(Records from a data source)
——

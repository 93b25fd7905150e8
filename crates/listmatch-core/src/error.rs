//! Error types for matching operations.

use listmatch_model::CatalogError;
use thiserror::Error;

/// Errors that stop a matching run.
///
/// Listings that fail to match are not errors; they are dropped.
#[derive(Debug, Error)]
pub enum MatchError {
    /// The catalog cannot be matched against.
    #[error(transparent)]
    Catalog(#[from] CatalogError),

    /// The dedicated worker pool for parallel classification failed to start.
    #[error("failed to start matching worker pool: {0}")]
    WorkerPool(#[from] rayon::ThreadPoolBuildError),
}

/// Result type for matching operations.
pub type Result<T> = std::result::Result<T, MatchError>;
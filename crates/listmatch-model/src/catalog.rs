//! Product catalog keyed by product name.

use std::collections::HashMap;

use crate::error::{CatalogError, Result};
use crate::product::Product;

/// Read-only product catalog.
///
/// Products keep their load order, which is also the order result groups are
/// emitted in. Lookups by name go through a side index.
#[derive(Debug, Clone, Default)]
pub struct Catalog {
    products: Vec<Product>,
    index: HashMap<String, usize>,
}

impl Catalog {
    /// Build a catalog, rejecting duplicate product names.
    ///
    /// An empty catalog is accepted here; matching against it is what fails.
    pub fn new(products: Vec<Product>) -> Result<Self> {
        let mut index = HashMap::with_capacity(products.len());
        for (position, product) in products.iter().enumerate() {
            if index.insert(product.name.clone(), position).is_some() {
                return Err(CatalogError::DuplicateProduct(product.name.clone()));
            }
        }
        Ok(Self { products, index })
    }

    pub fn get(&self, name: &str) -> Option<&Product> {
        self.index.get(name).map(|&position| &self.products[position])
    }

    /// Position of a product in load order.
    pub fn position(&self, name: &str) -> Option<usize> {
        self.index.get(name).copied()
    }

    pub fn products(&self) -> &[Product] {
        &self.products
    }

    pub fn names(&self) -> impl Iterator<Item = &str> {
        self.products.iter().map(|product| product.name.as_str())
    }

    pub fn len(&self) -> usize {
        self.products.len()
    }

    pub fn is_empty(&self) -> bool {
        self.products.is_empty()
    }

    /// Fail with [`CatalogError::EmptyCatalog`] when there is nothing to match against.
    pub fn ensure_not_empty(&self) -> Result<()> {
        if self.is_empty() {
            Err(CatalogError::EmptyCatalog)
        } else {
            Ok(())
        }
    }
}
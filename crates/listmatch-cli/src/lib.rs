//! CLI library components for listmatch.

pub mod commands;
pub mod logging;
pub mod summary;
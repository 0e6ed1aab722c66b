//! # Store State
//!
//! The catalog, the ledger and the read-only directories, behind one lock.
//!
//! Checkout and refund both read stock or totals, decide, then write. Keeping
//! the catalog and the ledger under a single `Mutex` makes each of those
//! sequences one critical section, so two checkouts cannot both see the last
//! unit on the shelf.

use std::sync::{Arc, Mutex};

use tally_core::validation::{validate_customer_name, validate_email, validate_phone};
use tally_core::{CoreError, CoreResult, Customer, InMemoryCatalog, Ledger, User, ValidationError};

/// Everything the register records.
#[derive(Debug, Default)]
pub struct Store {
    pub catalog: InMemoryCatalog,
    pub ledger: Ledger,
    pub customers: Vec<Customer>,
    pub users: Vec<User>,
}

impl Store {
    pub fn new(catalog: InMemoryCatalog, ledger: Ledger) -> Self {
        Store {
            catalog,
            ledger,
            customers: Vec::new(),
            users: Vec::new(),
        }
    }

    pub fn customer(&self, customer_id: &str) -> Option<&Customer> {
        self.customers.iter().find(|c| c.id == customer_id)
    }

    /// Adds a customer to the directory. Ids must be unique.
    pub fn add_customer(&mut self, customer: Customer) -> CoreResult<()> {
        validate_customer(&customer)?;
        if self.customer(&customer.id).is_some() {
            return Err(ValidationError::Duplicate {
                field: "id".to_string(),
                value: customer.id,
            }
            .into());
        }
        self.customers.push(customer);
        Ok(())
    }

    /// Replaces a customer's contact details. Loyalty points are kept.
    pub fn update_customer(&mut self, customer: Customer) -> CoreResult<&Customer> {
        validate_customer(&customer)?;
        let existing = self
            .customers
            .iter_mut()
            .find(|c| c.id == customer.id)
            .ok_or_else(|| CoreError::not_found("Customer", &customer.id))?;
        existing.name = customer.name;
        existing.phone = customer.phone;
        existing.email = customer.email;
        Ok(existing)
    }

    pub fn user_by_username(&self, username: &str) -> Option<&User> {
        self.users.iter().find(|u| u.username == username)
    }
}

fn validate_customer(customer: &Customer) -> CoreResult<()> {
    if customer.id.trim().is_empty() {
        return Err(ValidationError::Required {
            field: "id".to_string(),
        }
        .into());
    }
    validate_customer_name(&customer.name)?;
    validate_email(&customer.email)?;
    validate_phone(&customer.phone)?;
    if customer.loyalty_points < 0 {
        return Err(ValidationError::OutOfRange {
            field: "loyaltyPoints".to_string(),
            min: 0,
            max: i64::MAX,
        }
        .into());
    }
    Ok(())
}

#[derive(Debug, Default)]
pub struct StoreState {
    store: Arc<Mutex<Store>>,
}

impl StoreState {
    pub fn new(store: Store) -> Self {
        StoreState {
            store: Arc::new(Mutex::new(store)),
        }
    }

    pub fn with_store<F, R>(&self, f: F) -> R
    where
        F: FnOnce(&Store) -> R,
    {
        let store = self.store.lock().expect("Store mutex poisoned");
        f(&store)
    }

    pub fn with_store_mut<F, R>(&self, f: F) -> R
    where
        F: FnOnce(&mut Store) -> R,
    {
        let mut store = self.store.lock().expect("Store mutex poisoned");
        f(&mut store)
    }
}
//! # Clock and Identity Sources
//!
//! The ledger stamps every transaction, refund and stock log with an id and
//! a time. Both come from these traits so the engine itself performs no
//! system calls and tests can pin the values.

use chrono::{DateTime, Utc};
use std::sync::atomic::{AtomicU64, Ordering};
use uuid::Uuid;

/// Source of the current time.
pub trait Clock: Send + Sync {
    fn now(&self) -> DateTime<Utc>;
}

/// Source of fresh, unique identifiers.
pub trait IdGenerator: Send + Sync {
    fn next_id(&self) -> String;
}

/// Wall-clock time.
#[derive(Debug, Clone, Copy, Default)]
pub struct SystemClock;

impl Clock for SystemClock {
    fn now(&self) -> DateTime<Utc> {
        Utc::now()
    }
}

/// UUID v4 identifiers: globally unique without coordination.
#[derive(Debug, Clone, Copy, Default)]
pub struct UuidGenerator;

impl IdGenerator for UuidGenerator {
    fn next_id(&self) -> String {
        Uuid::new_v4().to_string()
    }
}

/// A clock that always reports the same instant.
#[derive(Debug, Clone, Copy)]
pub struct FixedClock(pub DateTime<Utc>);

impl Clock for FixedClock {
    fn now(&self) -> DateTime<Utc> {
        self.0
    }
}

/// Ids of the form `{prefix}-{n}`, counting from 1.
#[derive(Debug)]
pub struct SequentialIds {
    prefix: String,
    next: AtomicU64,
}

impl SequentialIds {
    pub fn new(prefix: impl Into<String>) -> Self {
        SequentialIds {
            prefix: prefix.into(),
            next: AtomicU64::new(1),
        }
    }
}

impl IdGenerator for SequentialIds {
    fn next_id(&self) -> String {
        let n = self.next.fetch_add(1, Ordering::Relaxed);
        format!("{}-{}", self.prefix, n)
    }
}
//! # Commands Module
//!
//! Everything a UI collaborator calls.
//!
//! ## Command Organization
//! ```text
//! commands/
//! ├── mod.rs      ◄─── You are here (exports)
//! ├── session.rs  ◄─── Sign in / sign out
//! ├── product.rs  ◄─── Product search, inventory maintenance
//! ├── customer.rs ◄─── Customer directory
//! ├── cart.rs     ◄─── Cart manipulation
//! ├── sale.rs     ◄─── Checkout and receipts
//! ├── refund.rs   ◄─── Refund review
//! ├── report.rs   ◄─── Sales reports
//! └── config.rs   ◄─── Configuration retrieval
//! ```
//!
//! ## How Commands Work
//! Each command takes exactly the state it needs by shared reference and
//! returns a serializable value, or `ApiError` when the operation is
//! declined:
//! ```rust,ignore
//! // Only needs the cart
//! fn get_cart(cart: &CartState) -> CartResponse
//!
//! // Needs cart and store (locked in that order)
//! fn add_to_cart(store: &StoreState, cart: &CartState, ...) -> ApiResult<CartResponse>
//! ```

pub mod cart;
pub mod config;
pub mod customer;
pub mod product;
pub mod refund;
pub mod report;
pub mod sale;
pub mod session;
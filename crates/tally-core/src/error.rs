//! # Error Types
//!
//! Domain-specific error types for tally-core.
//!
//! ## Error Hierarchy
//! ```text
//! ┌─────────────────────────────────────────────────────────────────────────┐
//! │                         Error Types                                     │
//! │                                                                         │
//! │  tally-core errors (this file)                                         │
//! │  ├── CoreError        - Declined cart, checkout and refund operations  │
//! │  └── ValidationError  - Input validation failures                      │
//! │                                                                         │
//! │  register errors (apps/register)                                       │
//! │  └── ApiError         - What the UI collaborator sees (serialized)     │
//! │                                                                         │
//! │  Flow: ValidationError → CoreError → ApiError → Frontend               │
//! └─────────────────────────────────────────────────────────────────────────┘
//! ```
//!
//! ## Recoverability
//! Every variant is a declined operation, never a fault. The engine checks
//! all preconditions before it mutates anything, so returning one of these
//! always means nothing changed.

use thiserror::Error;

use crate::money::Money;

// =============================================================================
// Core Error
// =============================================================================

/// Core business logic errors.
#[derive(Debug, Clone, PartialEq, Eq, Error)]
pub enum CoreError {
    /// Not enough stock for the requested quantity.
    ///
    /// ## When This Occurs
    /// - Adding a product whose stock is 0
    /// - Raising a cart line above the stock seen when it was added
    /// - Checking out after the catalog stock dropped below a line quantity
    #[error("Out of stock for {product_id}: available {available}, requested {requested}")]
    OutOfStock {
        product_id: String,
        available: i64,
        requested: i64,
    },

    /// Checkout was attempted with no cart lines.
    #[error("Cart is empty")]
    EmptyCart,

    /// No signed-in cashier to attribute the operation to.
    #[error("No active cashier")]
    NoActiveCashier,

    /// Unknown transaction, product or cart line.
    #[error("{entity} not found: {id}")]
    NotFound { entity: &'static str, id: String },

    /// Refund amount was zero or negative.
    #[error("Invalid refund amount: {amount} (must be positive)")]
    InvalidAmount { amount: Money },

    /// Cumulative refunds would exceed the transaction total.
    #[error("Refund of {requested} exceeds refundable balance {remaining}")]
    OverRefund { requested: Money, remaining: Money },

    /// Cart discount was negative.
    #[error("Invalid discount: {amount} (must not be negative)")]
    InvalidDiscount { amount: Money },

    /// Cart has exceeded maximum allowed lines.
    #[error("Cart cannot have more than {max} items")]
    CartTooLarge { max: usize },

    /// Line quantity exceeds maximum allowed.
    #[error("Quantity {requested} exceeds maximum allowed ({max})")]
    QuantityTooLarge { requested: i64, max: i64 },

    /// A line's priced amounts do not fit the money representation.
    #[error("Amount too large to price for {product_id}")]
    AmountTooLarge { product_id: String },

    /// Validation error (wraps ValidationError).
    #[error("Validation error: {0}")]
    Validation(#[from] ValidationError),
}

impl CoreError {
    /// Shorthand for [`CoreError::NotFound`].
    pub fn not_found(entity: &'static str, id: impl Into<String>) -> Self {
        CoreError::NotFound {
            entity,
            id: id.into(),
        }
    }
}

// =============================================================================
// Validation Error
// =============================================================================

/// Input validation errors.
///
/// Used for early validation before business logic runs.
#[derive(Debug, Clone, PartialEq, Eq, Error)]
pub enum ValidationError {
    /// A required field is missing or empty.
    #[error("{field} is required")]
    Required { field: String },

    /// Field value is too long.
    #[error("{field} must be at most {max} characters")]
    TooLong { field: String, max: usize },

    /// Numeric value is out of range.
    #[error("{field} must be between {min} and {max}")]
    OutOfRange { field: String, min: i64, max: i64 },

    /// Value must be positive.
    #[error("{field} must be positive")]
    MustBePositive { field: String },

    /// Invalid format (e.g., non-numeric barcode).
    #[error("{field} has invalid format: {reason}")]
    InvalidFormat { field: String, reason: String },

    /// Entity exists but is switched off (e.g., soft-deleted product).
    #[error("{field} '{value}' is inactive")]
    Inactive { field: String, value: String },

    /// Duplicate value (e.g., duplicate product id).
    #[error("{field} '{value}' already exists")]
    Duplicate { field: String, value: String },
}

// =============================================================================
// Result Type Alias
// =============================================================================

/// Convenience type alias for Results with CoreError.
pub type CoreResult<T> = Result<T, CoreError>;

// =============================================================================
// Unit Tests
// =============================================================================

——

EXERCISE PROMPT:
For each line in the records that contains the word "Everything", make a copy.

EXPECTED ANSWER:
/// Everything the register records.
//! Everything a UI collaborator calls.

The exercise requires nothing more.